Thomas Wallace v. State

THOMAS CLIFFORD WALLACE v. STATE OF MARYLAND
Court of Appeals of Maryland, Getty, April 21, 2017,
Preservation of Evidence – CP 8-201 – The State is required to preserve “Scientific identification evidence” that might possibly contain DNA material that could possibly be exculpatory related to a conviction for certain violent crimes (murder, manslaughter, rape, sex offense 1/2).

Facts:
Wallace was arrested for a CDS violation while wearing a t-shirt and shorts. When Wallace was connected to a homicide, a search warrant was obtained for the property. The shorts were tested for DNA when blood was noticed on them, but the shirt was not tested.
Wallace was convicted of first-degree murder in 2000, after the DNA came back to the murder victim.
The t-shirt was destroyed in 2003, after the appellate process following the conviction had concluded.
In 2014, Wallace filed a Petition for DNA Testing under CP 8-201, claiming that there were hair fibers on the shirt that would exonerate him and that the State’s intentional destruction of the shirt was preventing him from presenting this exculpatory evidence.
The trial court held that no hearing was required because the shirt didn’t qualify as “Sceintific identification evidence” under the statute; no exculpatory or mitigating evidence was likely to be recovered from the shirt worn by the suspect at the time of arrest.
Wallace appealed, arguing that he only had to show that DNA may be recovered that may produce exculpatory evidence. The “reasonable probability” standard used by the court was too high.

Legal:
Held: The Court agreed, holding that the State must preserve evidence that “contains biological evidence from which DNA may be recovered that may produce exculpatory or mitigating evidence relevant to a claim of a convicted person of wrongful conviction or sentencing if subject to DNA testing.” Nevertheless, because Wallace wasn’t wearing the t-shirt when the murder occurred, there was no chance that it could have relevant DNA.

Preservation of “Scientific Identification Evidence” – The State is required to preserve “Scientific identification evidence” that contains DNA material and is connected to certain violent crimes (murder, manslaughter, rape, sex offense 1/2)

“Scientific Identification Evidence” means evidence that:
(i) is related to an investigation or prosecution that resulted in a judgment of conviction;
(ii) is in the actual or constructive possession of a law enforcement agency or agent of a law enforcement agency; and
(iii) contains biological evidence from which DNA may be recovered that may produce exculpatory or mitigating evidence relevant to a claim of a convicted person of wrongful conviction or sentencing if subject to DNA testing.

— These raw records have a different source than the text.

// NATS JetStream queue integration

mod client;
mod publisher;

pub use client::QueueClient;
pub use publisher::{
    publish_with_retry, ObservationSink, PublishError, QueuePublisher, RetryPolicy,
};
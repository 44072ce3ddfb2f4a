use std::collections::VecDeque;
use std::sync::atomic::{AtomicBool, AtomicUsize, Ordering};
use std::sync::{Arc, Mutex};

use async_trait::async_trait;

use super::*;
use crate::fetch::{CurrentConditions, FetchError};
use crate::queue::PublishError;

#[derive(Clone, Default)]
struct ScriptedSource {
    inner: Arc<SourceState>,
}

#[derive(Default)]
struct SourceState {
    outcomes: Mutex<VecDeque<Result<CurrentConditions, FetchError>>>,
    calls: AtomicUsize,
}

impl ScriptedSource {
    /// Outcomes are consumed in order; once the script runs out, every
    /// further fetch succeeds with default conditions.
    fn with_outcomes(outcomes: Vec<Result<CurrentConditions, FetchError>>) -> Self {
        Self {
            inner: Arc::new(SourceState {
                outcomes: Mutex::new(outcomes.into()),
                calls: AtomicUsize::new(0),
            }),
        }
    }

    fn calls(&self) -> usize {
        self.inner.calls.load(Ordering::SeqCst)
    }
}

#[async_trait]
impl WeatherSource for ScriptedSource {
    async fn fetch_current(&self) -> Result<CurrentConditions, FetchError> {
        self.inner.calls.fetch_add(1, Ordering::SeqCst);
        self.inner
            .outcomes
            .lock()
            .unwrap()
            .pop_front()
            .unwrap_or_else(|| Ok(CurrentConditions::default()))
    }
}

#[derive(Clone, Default)]
struct RecordingSink {
    inner: Arc<SinkState>,
}

#[derive(Default)]
struct SinkState {
    published: Mutex<Vec<Observation>>,
    fail: AtomicBool,
}

impl RecordingSink {
    fn failing() -> Self {
        let sink = Self::default();
        sink.inner.fail.store(true, Ordering::SeqCst);
        sink
    }

    fn published(&self) -> Vec<Observation> {
        self.inner.published.lock().unwrap().clone()
    }
}

#[async_trait]
impl ObservationSink for RecordingSink {
    async fn publish(&self, observation: &Observation) -> Result<(), PublishError> {
        if self.inner.fail.load(Ordering::SeqCst) {
            return Err(PublishError::Exhausted {
                attempts: 5,
                last: "connection refused".to_string(),
            });
        }
        self.inner.published.lock().unwrap().push(observation.clone());
        Ok(())
    }
}

fn schedule() -> ScheduleConfig {
    ScheduleConfig {
        interval: Duration::from_secs(60),
        startup_delay: Duration::ZERO,
        cooldown: Duration::from_secs(60),
    }
}

fn site() -> SiteConfig {
    SiteConfig::default()
}

fn server_error() -> FetchError {
    FetchError::Status(reqwest::StatusCode::INTERNAL_SERVER_ERROR)
}

#[tokio::test(start_paused = true)]
async fn test_first_cycle_runs_immediately() {
    let source = ScriptedSource::default();
    let sink = RecordingSink::default();
    let (tx, rx) = watch::channel(false);
    let scheduler = Scheduler::new(schedule(), site(), source.clone(), sink.clone());
    let handle = tokio::spawn(async move { scheduler.run(rx).await });

    tokio::time::sleep(Duration::from_millis(10)).await;
    assert_eq!(source.calls(), 1);
    assert_eq!(sink.published().len(), 1);

    tx.send(true).unwrap();
    handle.await.unwrap().unwrap();
}

#[tokio::test(start_paused = true)]
async fn test_cycles_fire_at_the_interval() {
    let source = ScriptedSource::default();
    let sink = RecordingSink::default();
    let (tx, rx) = watch::channel(false);
    let scheduler = Scheduler::new(schedule(), site(), source.clone(), sink.clone());
    let handle = tokio::spawn(async move { scheduler.run(rx).await });

    tokio::time::sleep(Duration::from_secs(61)).await;
    assert_eq!(source.calls(), 2);
    assert_eq!(sink.published().len(), 2);

    tx.send(true).unwrap();
    handle.await.unwrap().unwrap();
}

#[tokio::test(start_paused = true)]
async fn test_fetch_failure_skips_publish_for_that_tick() {
    let source = ScriptedSource::with_outcomes(vec![Err(server_error())]);
    let sink = RecordingSink::default();
    let (tx, rx) = watch::channel(false);
    let scheduler = Scheduler::new(schedule(), site(), source.clone(), sink.clone());
    let handle = tokio::spawn(async move { scheduler.run(rx).await });

    // Tick 1 fails to fetch: no publish attempt at all
    tokio::time::sleep(Duration::from_millis(10)).await;
    assert_eq!(source.calls(), 1);
    assert_eq!(sink.published().len(), 0);

    // Loop proceeds to tick 2 at the next scheduled interval
    tokio::time::sleep(Duration::from_secs(60)).await;
    assert_eq!(source.calls(), 2);
    assert_eq!(sink.published().len(), 1);

    tx.send(true).unwrap();
    handle.await.unwrap().unwrap();
}

#[tokio::test(start_paused = true)]
async fn test_publish_failure_does_not_stop_the_loop() {
    let source = ScriptedSource::default();
    let sink = RecordingSink::failing();
    let (tx, rx) = watch::channel(false);
    let scheduler = Scheduler::new(schedule(), site(), source.clone(), sink.clone());
    let handle = tokio::spawn(async move { scheduler.run(rx).await });

    tokio::time::sleep(Duration::from_secs(61)).await;
    assert_eq!(source.calls(), 2);
    assert_eq!(sink.published().len(), 0);
    assert!(!handle.is_finished());

    tx.send(true).unwrap();
    handle.await.unwrap().unwrap();
}

#[tokio::test(start_paused = true)]
async fn test_shutdown_between_ticks_exits_cleanly() {
    let source = ScriptedSource::default();
    let sink = RecordingSink::default();
    let (tx, rx) = watch::channel(false);
    let scheduler = Scheduler::new(schedule(), site(), source.clone(), sink.clone());
    let handle = tokio::spawn(async move { scheduler.run(rx).await });

    tokio::time::sleep(Duration::from_millis(10)).await;
    tx.send(true).unwrap();
    handle.await.unwrap().unwrap();

    // No new cycle started after cancellation
    tokio::time::sleep(Duration::from_secs(120)).await;
    assert_eq!(source.calls(), 1);
}

#[tokio::test(start_paused = true)]
async fn test_startup_delay_postpones_first_cycle() {
    let source = ScriptedSource::default();
    let sink = RecordingSink::default();
    let (tx, rx) = watch::channel(false);
    let scheduler = Scheduler::new(
        ScheduleConfig {
            startup_delay: Duration::from_secs(30),
            ..schedule()
        },
        site(),
        source.clone(),
        sink.clone(),
    );
    let handle = tokio::spawn(async move { scheduler.run(rx).await });

    tokio::time::sleep(Duration::from_secs(5)).await;
    assert_eq!(source.calls(), 0);

    tokio::time::sleep(Duration::from_secs(26)).await;
    assert_eq!(source.calls(), 1);

    tx.send(true).unwrap();
    handle.await.unwrap().unwrap();
}

#[tokio::test(start_paused = true)]
async fn test_shutdown_during_startup_delay_skips_the_cycle() {
    let source = ScriptedSource::default();
    let sink = RecordingSink::default();
    let (tx, rx) = watch::channel(false);
    let scheduler = Scheduler::new(
        ScheduleConfig {
            startup_delay: Duration::from_secs(30),
            ..schedule()
        },
        site(),
        source.clone(),
        sink.clone(),
    );
    let handle = tokio::spawn(async move { scheduler.run(rx).await });

    tokio::time::sleep(Duration::from_secs(5)).await;
    tx.send(true).unwrap();
    handle.await.unwrap().unwrap();

    assert_eq!(source.calls(), 0);
    assert_eq!(sink.published().len(), 0);
}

Accordingly, we hold that the “may produce” language of CP § 8-201(a)(5)(iii) is equivalent to a “mere possibility” or “chance.” In other words, “scientific identification evidence” is evidence that “contains biological evidence from which DNA [could possibly be] recovered that [could possibly produce] exculpatory or mitigating evidence relevant to a claim of a convicted person of wrongful conviction or sentencing if subject to DNA testing.”

If there is any chance that the requested evidence could produce exculpatory or mitigating evidence (and it satisfies the other statutory requirements), then it is scientific identification evidence, which the State has a duty to preserve

Right to Counsel – There is no right to appointed counsel for a CP 8-201 petition. A court may, in its discretion, appoint counsel.